During last year's Democratic presidential primary, Dodd aligned himself with President Obama, who endorses civil unions for gay and lesbian couples.

Dodd's new position was announced at his Senate blog in a post titled Rights, Responsibilities and Love.

“While I've long been for extending every benefit of marriage to same-sex couples, I have in the past drawn a distinction between a marriage-like status [civil unions] and full marriage rights,” Dodd says.

“My young daughters are growing up in a different reality than I did. Our family knows many same-sex couples – our neighbors in Connecticut, members of my staff, parents of their schoolmates. Some are now married because the Connecticut Supreme Court and our state legislature have made same-sex marriage legal in our state.”

“But to my daughters, these couples are married simply because they love each other and want to build a life together. That's what we've taught them. The things that make those families different from their own pale in comparison to the commitments that bind those couples together.”

“And, really, that's what marriage should be. It's about rights and responsibilities and, most of all, love.”

“I am also proud to now count myself among the many elected officials, advocates, and ordinary citizens who support full marriage equality for same-sex couples,” Dodd said Sunday.

Dodd joins three Democratic senators who have come out for gay marriage this year.

In January, Kirsten E. Gillibrand, the upstate New York congresswoman chosen by Governor David Paterson to fill the Senate seat vacated by Secretary of State Hillary Clinton, said “I will advocate for marriage equality” in her acceptance speech to the post.

New York Senator Charles Schumer told the New York Daily News in March that “equality is something that has always been a hallmark of America,” when asked to verify a press release by Empire State Pride Agenda, a group that lobbies for gay marriage in New York, that claimed the senator had reversed course on gay marriage.

And two months later, after the Iowa Supreme Court legalized gay marriage, Iowa Senator Tom Harkin also made an about-face. Speaking on the PBS program Iowa Press, Harkin said he would vote against a ban on gay marriage in Iowa.

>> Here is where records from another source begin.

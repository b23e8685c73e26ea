use crate::exchange::account::PortfolioState;
use crate::exchange::asset::Asset;
use crate::exchange::market::PriceSnapshot;
use crate::primitives::*;

/// Outcome of a single drawdown check.
#[derive(Debug, PartialEq, Clone, Copy)]
pub enum RiskVerdict {
    /// Worth fell below the abort threshold; trading must stop for good
    Halt { worth: Value, peak: Value },
    /// Worth set a new high watermark
    NewPeak { worth: Value, previous_peak: Value },
    /// Nothing to do
    Hold { worth: Value, peak: Value },
}

impl RiskVerdict {
    pub fn worth(&self) -> Value {
        match *self {
            RiskVerdict::Halt { worth, .. } => worth,
            RiskVerdict::NewPeak { worth, .. } => worth,
            RiskVerdict::Hold { worth, .. } => worth,
        }
    }

    pub fn is_halt(&self) -> bool {
        matches!(self, RiskVerdict::Halt { .. })
    }
}

/// Total worth of the holdings at the snapshot prices, plus cash.
pub fn worth(prices: &PriceSnapshot, portfolio: &PortfolioState) -> Value {
    Asset::ALL
        .iter()
        .map(|&asset| prices.price(asset) * portfolio.holding(asset))
        .sum::<Value>()
        + portfolio.cash
}

#[derive(Debug, Clone, Copy)]
pub struct RiskEngine {
    abort_threshold: f64,
}

impl RiskEngine {
    pub fn new(abort_threshold: f64) -> Self {
        Self { abort_threshold }
    }

    pub fn abort_threshold(&self) -> f64 {
        self.abort_threshold
    }

    /// Compares `worth` against the watermark. The halt check wins over a new peak,
    /// although both can never hold at once for a threshold below one.
    pub fn assess(&self, worth: Value, peak: Value) -> RiskVerdict {
        if worth < peak * self.abort_threshold {
            RiskVerdict::Halt { worth, peak }
        } else if worth > peak {
            RiskVerdict::NewPeak {
                worth,
                previous_peak: peak,
            }
        } else {
            RiskVerdict::Hold { worth, peak }
        }
    }
}

#[cfg(test)]
mod tests {
    use super::*;

    fn prices(values: [f64; 5]) -> PriceSnapshot {
        PriceSnapshot {
            prices: [
                Price::new(values[0]),
                Price::new(values[1]),
                Price::new(values[2]),
                Price::new(values[3]),
                Price::new(values[4]),
            ],
        }
    }

    #[test]
    fn test_worth_sums_holdings_and_cash() {
        let mut state = PortfolioState::new(Value(10.0), Value(100.0));
        state.holdings[Asset::Hydrogen.index()] = Quantity(2);
        state.holdings[Asset::Boron.index()] = Quantity(4);
        let snapshot = prices([1.5, 7.0, 7.0, 7.0, 0.25]);
        assert_eq!(worth(&snapshot, &state), Value(14.0));
    }

    #[test]
    fn test_worth_of_fresh_portfolio_is_cash() {
        let state = PortfolioState::new(Value(100.0), Value(100.0));
        assert_eq!(worth(&prices([1.0; 5]), &state), Value(100.0));
    }

    #[test]
    fn test_assess_halts_below_threshold() {
        let engine = RiskEngine::new(0.5);
        assert_eq!(
            engine.assess(Value(49.99), Value(100.0)),
            RiskVerdict::Halt {
                worth: Value(49.99),
                peak: Value(100.0)
            }
        );
    }

    #[test]
    fn test_assess_exact_threshold_does_not_halt() {
        let engine = RiskEngine::new(0.5);
        assert!(!engine.assess(Value(50.0), Value(100.0)).is_halt());
    }

    #[test]
    fn test_assess_raises_peak() {
        let engine = RiskEngine::new(0.5);
        assert_eq!(
            engine.assess(Value(120.0), Value(100.0)),
            RiskVerdict::NewPeak {
                worth: Value(120.0),
                previous_peak: Value(100.0)
            }
        );
        assert_eq!(
            engine.assess(Value(100.0), Value(100.0)),
            RiskVerdict::Hold {
                worth: Value(100.0),
                peak: Value(100.0)
            }
        );
    }

    #[test]
    fn test_halt_is_relative_to_raised_peak() {
        let engine = RiskEngine::new(0.5);
        assert!(!engine.assess(Value(70.0), Value(100.0)).is_halt());
        assert!(engine.assess(Value(70.0), Value(150.0)).is_halt());
    }
}
use thiserror::Error;

/// Infrastructure faults of the simulation. Economic outcomes such as an
/// unaffordable buy are not errors and never show up here.
#[derive(Error, Debug)]
pub enum SimulationError {
    #[error("Failed to spawn thread {name}: {source}")]
    Spawn {
        name: String,
        #[source]
        source: std::io::Error,
    },
    #[error("Thread {0} panicked")]
    WorkerPanicked(String),
    #[error("Monitor stopped before trading was halted")]
    StoppedBeforeHalt,
    #[error("Monitor has already been joined")]
    MonitorAlreadyJoined,
    #[error("Logger error: {0}")]
    Logger(#[from] log::SetLoggerError),
}
use crate::exchange::asset::*;
use crate::exchange::market::PriceSnapshot;
use crate::exchange::order_side::OrderSide;
use crate::primitives::*;
use crate::risk::risk_engine::{self, RiskEngine, RiskVerdict};

use log::{debug, info, warn};
use parking_lot::{Condvar, Mutex};
use std::sync::atomic::{AtomicBool, Ordering};

/// Holdings, cash and peak worth of the single trading account.
#[derive(Debug, PartialEq, Clone, Copy)]
pub struct PortfolioState {
    /// How many units of each asset are held, indexed by `Asset::index`.
    pub holdings: [Quantity; ASSET_COUNT],
    /// How much cash the account holds
    pub cash: Value,
    /// Highest worth observed so far
    pub worth_peak: Value,
}

impl PortfolioState {
    pub fn new(cash: Value, worth_peak: Value) -> Self {
        Self {
            holdings: [Quantity::ZERO; ASSET_COUNT],
            cash,
            worth_peak,
        }
    }

    #[inline(always)]
    pub fn holding(&self, asset: Asset) -> Quantity {
        self.holdings[asset.index()]
    }
}

#[derive(Debug, PartialEq, Eq, Clone, Copy)]
pub enum TradeOutcome {
    Bought,
    Sold,
    /// Not enough cash to buy, or nothing held to sell
    Skipped,
    /// Trading was halted and the waiter was released by a shutdown
    Stopped,
}

/// The shared portfolio.
///
/// Once the drawdown halt fires the `halted` flag is raised and never lowered.
/// Every trade attempted afterwards parks on `halt_released`, which is only ever
/// signalled by `release_waiters` during shutdown; a released trade returns
/// `Stopped` without touching the state.
pub struct Portfolio {
    state: Mutex<PortfolioState>,
    halted: AtomicBool,
    released: AtomicBool,
    halt_released: Condvar,
}

impl Portfolio {
    pub fn new(cash: Value, worth_peak: Value) -> Self {
        Self {
            state: Mutex::new(PortfolioState::new(cash, worth_peak)),
            halted: AtomicBool::new(false),
            released: AtomicBool::new(false),
            halt_released: Condvar::new(),
        }
    }

    /// Buys or sells one unit of `asset` at `price`.
    ///
    /// Blocks indefinitely if trading has been halted.
    pub fn trade(&self, asset: Asset, side: OrderSide, price: Price) -> TradeOutcome {
        let mut state = self.state.lock();
        while self.halted.load(Ordering::Acquire) {
            if self.released.load(Ordering::Acquire) {
                return TradeOutcome::Stopped;
            }
            debug!("Trading halted, {} {} parked", side, asset);
            self.halt_released.wait(&mut state);
        }

        match side {
            OrderSide::BID => {
                if state.cash > price {
                    state.holdings[asset.index()].increment();
                    state.cash -= price;
                    TradeOutcome::Bought
                } else {
                    TradeOutcome::Skipped
                }
            }
            OrderSide::ASK => {
                if state.holdings[asset.index()].decrement() {
                    state.cash += price;
                    TradeOutcome::Sold
                } else {
                    TradeOutcome::Skipped
                }
            }
        }
    }

    pub fn snapshot(&self) -> PortfolioState {
        *self.state.lock()
    }

    /// Values the portfolio at `prices` and applies the verdict in the same
    /// critical section: a new peak raises the watermark, a halt zeroes all
    /// holdings, freezes cash at the computed worth and raises the halted flag.
    pub fn evaluate(&self, prices: &PriceSnapshot, engine: &RiskEngine) -> RiskVerdict {
        let mut state = self.state.lock();
        if self.halted.load(Ordering::Acquire) {
            return RiskVerdict::Halt {
                worth: state.cash,
                peak: state.worth_peak,
            };
        }

        let worth = risk_engine::worth(prices, &state);
        let verdict = engine.assess(worth, state.worth_peak);
        match verdict {
            RiskVerdict::Halt { worth, peak } => {
                state.holdings = [Quantity::ZERO; ASSET_COUNT];
                state.cash = worth;
                self.halted.store(true, Ordering::Release);
                warn!(
                    "Drawdown halt: worth {} fell below {} of peak {}",
                    worth,
                    engine.abort_threshold(),
                    peak
                );
            }
            RiskVerdict::NewPeak { worth, .. } => {
                state.worth_peak = worth;
                info!("New peak worth {}", worth);
            }
            RiskVerdict::Hold { .. } => {}
        }
        verdict
    }

    pub fn is_halted(&self) -> bool {
        self.halted.load(Ordering::Acquire)
    }

    /// Wakes every trade parked on the halt so its thread can exit.
    pub fn release_waiters(&self) {
        let _state = self.state.lock();
        self.released.store(true, Ordering::Release);
        self.halt_released.notify_all();
    }
}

“You know there's always going to be some who feel that they have to push this issue [gay marriage], and, for whatever reason, they are going to push it and try to divide people, but they're on the losing end. They are on the losing end of history,” Harkin said.

All four senators hail from states where gay marriage is legal or, in the case of New York, there is widespread support for granting gay and lesbian couples the right to marry.